**** Entries supplied ****
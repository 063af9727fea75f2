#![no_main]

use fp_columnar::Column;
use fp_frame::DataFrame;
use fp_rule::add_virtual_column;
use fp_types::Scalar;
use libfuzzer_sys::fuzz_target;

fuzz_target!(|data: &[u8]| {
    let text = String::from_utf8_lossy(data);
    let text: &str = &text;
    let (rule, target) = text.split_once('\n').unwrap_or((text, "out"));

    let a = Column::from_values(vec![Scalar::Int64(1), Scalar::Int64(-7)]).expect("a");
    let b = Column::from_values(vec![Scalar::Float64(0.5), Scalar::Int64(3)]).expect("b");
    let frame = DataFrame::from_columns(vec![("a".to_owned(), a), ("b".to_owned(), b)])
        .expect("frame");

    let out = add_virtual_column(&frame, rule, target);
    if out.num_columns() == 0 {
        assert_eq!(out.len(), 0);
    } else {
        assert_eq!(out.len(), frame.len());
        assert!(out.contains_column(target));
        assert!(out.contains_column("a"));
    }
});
****
◆ **Your goal**:
A word-for-word copy of the listing is the expected answer.

◆ **Exercise response**:
repository 063af9727fea75f2
#![no_main]

use fp_columnar::Column;
use fp_frame::DataFrame;
use fp_rule::add_virtual_column;
use fp_types::Scalar;
use libfuzzer_sys::fuzz_target;

fuzz_target!(|data: &[u8]| {
    let text = String::from_utf8_lossy(data);
    let text: &str = &text;
    let (rule, target) = text.split_once('\n').unwrap_or((text, "out"));

    let a = Column::from_values(vec![Scalar::Int64(1), Scalar::Int64(-7)]).expect("a");
    let b = Column::from_values(vec![Scalar::Float64(0.5), Scalar::Int64(3)]).expect("b");
    let frame = DataFrame::from_columns(vec![("a".to_owned(), a), ("b".to_owned(), b)])
        .expect("frame");

    let out = add_virtual_column(&frame, rule, target);
    if out.num_columns() == 0 {
        assert_eq!(out.len(), 0);
    } else {
        assert_eq!(out.len(), frame.len());
        assert!(out.contains_column(target));
        assert!(out.contains_column("a"));
    }
});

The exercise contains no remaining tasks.